横倉 私もそこはやりたかったところです。医師会の在り方は、武見太郎先生の代で大きく変わりました。その少し前迄の医師会のトップは殆ど、医学界の出身でした。北里柴三郎先生に始まって、北島多一先生、稲田龍吉先生と、皆学者です。そうなると、学者の力が強くなります。武見先生は国民皆保険に反発し、ご本人は最後まで自由診療を貫いていました。ただ、あれも大都会だから出来た事だとは思います。

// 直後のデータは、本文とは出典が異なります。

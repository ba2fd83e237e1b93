// Copyright (c) 2020 White Leaf
//
// This software is released under the MIT License.
// https://opensource.org/licenses/MIT

pub mod movies;
pub mod ratings;
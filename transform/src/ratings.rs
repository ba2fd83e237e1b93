// Copyright (c) 2020 White Leaf
//
// This software is released under the MIT License.
// https://opensource.org/licenses/MIT

use crate::error::ErrorKind;
use chrono::NaiveDateTime;
use records::{RatingCounts, RawRating, Rating};
use std::collections::HashMap;

pub fn clean_rating(raw: &RawRating) -> Result<Rating, ErrorKind> {
    let rated_at = NaiveDateTime::from_timestamp_opt(raw.timestamp, 0)
        .ok_or(ErrorKind::TimestampOutOfRange(raw.timestamp))?;

    Ok(Rating {
        user_id: raw.user_id,
        movie_id: raw.movie_id,
        rating: raw.rating,
        rated_at,
    })
}

/// Convert a chunk of raw ratings, returns them along with the rejected count
pub fn clean_ratings(raw: &[RawRating]) -> (Vec<Rating>, usize) {
    let mut rejected = 0;
    let mut ratings = Vec::with_capacity(raw.len());

    for row in raw {
        match clean_rating(row) {
            Ok(rating) => ratings.push(rating),
            Err(e) => {
                log::debug!("Rejecting rating of user({}): {}", row.user_id, e);
                rejected += 1;
            }
        }
    }

    (ratings, rejected)
}

/// Running count of ratings per movie, fed one chunk at a time
#[derive(Debug, Clone, Default)]
pub struct RatingTally {
    counts: HashMap<i32, RatingCounts>,
    total: usize,
    off_scale: usize,
}

impl RatingTally {
    pub fn add(&mut self, rating: &Rating) {
        self.total += 1;

        let counts = self.counts.entry(rating.movie_id).or_default();
        if !counts.record(rating.rating) {
            self.off_scale += 1;
        }
    }

    pub fn add_all<'a>(&mut self, ratings: impl IntoIterator<Item = &'a Rating>) {
        for rating in ratings {
            self.add(rating);
        }
    }

    pub fn counts_for(&self, movie_id: i32) -> RatingCounts {
        self.counts.get(&movie_id).copied().unwrap_or_default()
    }

    /// Counts over every movie
    pub fn histogram(&self) -> RatingCounts {
        let mut histogram = RatingCounts::default();
        for counts in self.counts.values() {
            histogram.merge(counts);
        }

        histogram
    }

    pub fn movies(&self) -> usize {
        self.counts.len()
    }

    pub fn total(&self) -> usize {
        self.total
    }

    pub fn off_scale(&self) -> usize {
        self.off_scale
    }
}

#[cfg(test)]
mod tests {
    use super::*;
    use anyhow::Error;
    use chrono::NaiveDate;

    fn raw(user_id: i32, movie_id: i32, rating: f64) -> RawRating {
        RawRating {
            user_id,
            movie_id,
            rating,
            timestamp: 1_425_941_529,
        }
    }

    #[test]
    fn timestamp_becomes_datetime() -> Result<(), Error> {
        let rating = clean_rating(&raw(1, 110, 1.0))?;
        let expected = NaiveDate::from_ymd(2015, 3, 9).and_hms(22, 52, 9);

        assert_eq!(rating.rated_at, expected);
        Ok(())
    }

    #[test]
    fn out_of_range_timestamp_is_rejected() {
        let mut bad = raw(1, 110, 1.0);
        bad.timestamp = i64::MAX;

        let (ratings, rejected) = clean_ratings(&[raw(1, 147, 4.5), bad]);
        assert_eq!(ratings.len(), 1);
        assert_eq!(rejected, 1);
    }

    #[test]
    fn tally_across_chunks() -> Result<(), Error> {
        let mut tally = RatingTally::default();

        let (first, _) = clean_ratings(&[raw(1, 110, 4.0), raw(2, 110, 4.0), raw(3, 858, 5.0)]);
        tally.add_all(&first);

        let (second, _) = clean_ratings(&[raw(4, 110, 0.5), raw(5, 110, 4.2)]);
        tally.add_all(&second);

        let counts = tally.counts_for(110);
        assert_eq!(counts.get(4.0), 2);
        assert_eq!(counts.get(0.5), 1);
        assert_eq!(counts.total(), 3);

        assert_eq!(tally.counts_for(858).get(5.0), 1);
        assert_eq!(tally.counts_for(1).total(), 0);

        assert_eq!(tally.total(), 5);
        assert_eq!(tally.off_scale(), 1);
        assert_eq!(tally.movies(), 2);
        assert_eq!(tally.histogram().total(), 4);

        Ok(())
    }
}
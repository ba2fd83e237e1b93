// Copyright (c) 2020 White Leaf
//
// This software is released under the MIT License.
// https://opensource.org/licenses/MIT

pub mod error;
pub mod kaggle;
pub mod merge;
pub mod parse;
pub mod ratings;
pub mod wiki;

pub use kaggle::{clean_kaggle_metadata, KaggleCleaning, Rejected};
pub use merge::{attach_rating_counts, merge_movies, Merged};
pub use ratings::{clean_ratings, RatingTally};
pub use wiki::{clean_wiki_movies, WikiCleaning};
// Copyright (c) 2020 White Leaf
//
// This software is released under the MIT License.
// https://opensource.org/licenses/MIT

use thiserror::Error as DError;

#[derive(Debug, Clone, Eq, PartialEq, DError)]
pub enum ErrorKind {
    #[error("Invalid {column} cell: {reason}")]
    InvalidCell {
        column: &'static str,
        reason: String,
    },

    #[error("Missing required {0}")]
    MissingValue(&'static str),

    #[error("Not a plain movie, adult is '{0}'")]
    NotAMovie(String),

    #[error("Timestamp {0} is out of range")]
    TimestampOutOfRange(i64),
}
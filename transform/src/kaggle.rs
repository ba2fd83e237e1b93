// Copyright (c) 2020 White Leaf
//
// This software is released under the MIT License.
// https://opensource.org/licenses/MIT

use crate::error::ErrorKind;
use records::{error::ErrorKind as CastError, KaggleMovie, RawKaggleMovie, Type, Value};

/// A metadata row that didn't make it, keyed by whatever id it had
#[derive(Debug, Clone, PartialEq)]
pub struct Rejected {
    pub key: String,
    pub reason: ErrorKind,
}

#[derive(Debug, Clone, Default)]
pub struct KaggleCleaning {
    pub movies: Vec<KaggleMovie>,
    pub adult: usize,
    pub rejected: Vec<Rejected>,
}

fn typed<T>(
    text: &str,
    column: &'static str,
    tp: Type,
    cast: fn(&Value) -> Result<T, CastError>,
) -> Result<Option<T>, ErrorKind> {
    let invalid = |reason: String| ErrorKind::InvalidCell { column, reason };

    match Value::parse_cell(text, tp).map_err(|e| invalid(e.to_string()))? {
        Some(value) => cast(&value).map(Some).map_err(|e| invalid(e.to_string())),
        None => Ok(None),
    }
}

fn text(cell: &str) -> Option<String> {
    let cell = cell.trim();
    if cell.is_empty() {
        None
    } else {
        Some(cell.to_owned())
    }
}

pub fn clean_row(raw: &RawKaggleMovie) -> Result<KaggleMovie, ErrorKind> {
    match raw.adult.trim() {
        "False" => {}
        other => return Err(ErrorKind::NotAMovie(other.to_owned())),
    }

    let id = typed(&raw.id, "id", Type::Int32, Value::as_i32)?
        .ok_or(ErrorKind::MissingValue("id"))?;

    // Counts are exported as floats, e.g. `5415.0`
    let vote_count = typed(&raw.vote_count, "vote_count", Type::Double, Value::as_f64)?
        .map(|count| count.round() as i32);

    Ok(KaggleMovie {
        id,
        imdb_id: text(&raw.imdb_id),
        title: text(&raw.title),
        original_title: text(&raw.original_title),
        tagline: text(&raw.tagline),
        belongs_to_collection: text(&raw.belongs_to_collection),
        genres: text(&raw.genres),
        original_language: text(&raw.original_language),
        overview: text(&raw.overview),
        production_companies: text(&raw.production_companies),
        production_countries: text(&raw.production_countries),
        spoken_languages: text(&raw.spoken_languages),
        budget: typed(&raw.budget, "budget", Type::Int64, Value::as_i64)?.unwrap_or(0),
        revenue: typed(&raw.revenue, "revenue", Type::Double, Value::as_f64)?,
        runtime: typed(&raw.runtime, "runtime", Type::Double, Value::as_f64)?,
        popularity: typed(&raw.popularity, "popularity", Type::Double, Value::as_f64)?,
        vote_average: typed(&raw.vote_average, "vote_average", Type::Double, Value::as_f64)?,
        vote_count,
        release_date: typed(&raw.release_date, "release_date", Type::Date, Value::as_date)?,
        video: typed(&raw.video, "video", Type::Bool, Value::as_bool)?.unwrap_or(false),
    })
}

/// Keep non-adult rows whose cells all parse, everything else is counted
pub fn clean_kaggle_metadata(raw: &[RawKaggleMovie]) -> KaggleCleaning {
    let mut cleaning = KaggleCleaning::default();

    for row in raw {
        match clean_row(row) {
            Ok(movie) => cleaning.movies.push(movie),
            Err(ErrorKind::NotAMovie(ref adult)) if adult == "True" => cleaning.adult += 1,
            Err(reason) => {
                let key = text(&row.id)
                    .or_else(|| text(&row.imdb_id))
                    .unwrap_or_else(|| "?".into());
                log::debug!("Rejecting metadata row {}: {}", key, reason);
                cleaning.rejected.push(Rejected { key, reason });
            }
        }
    }

    cleaning
}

——保険制度については、今でも何かと議論が絶えません。

横倉 当時の日本は発展途上国でしたし、保険診療になれば収益が減ってしまうという考えが医療界には有りました。それを国民の為にという事で、最終的には医師会が協力する形になりました。今や日本は世界トップの長寿国となりましたが、これを実現出来たのは、国民皆保険制度が有ったからこそだと思います。保険制度は皆保険を維持する為に、最近だけでも体外受精の保険適用やリフィル処方箋の導入が始まり、10月には後期高齢者の医療費負担の引き上げを控えています。超高齢社会の日本に於いて、この制度が国民の健康と安定した社会を維持するという目的の為に持続するよう、医師会としても、支援を続けて行く義務が有ると考えます。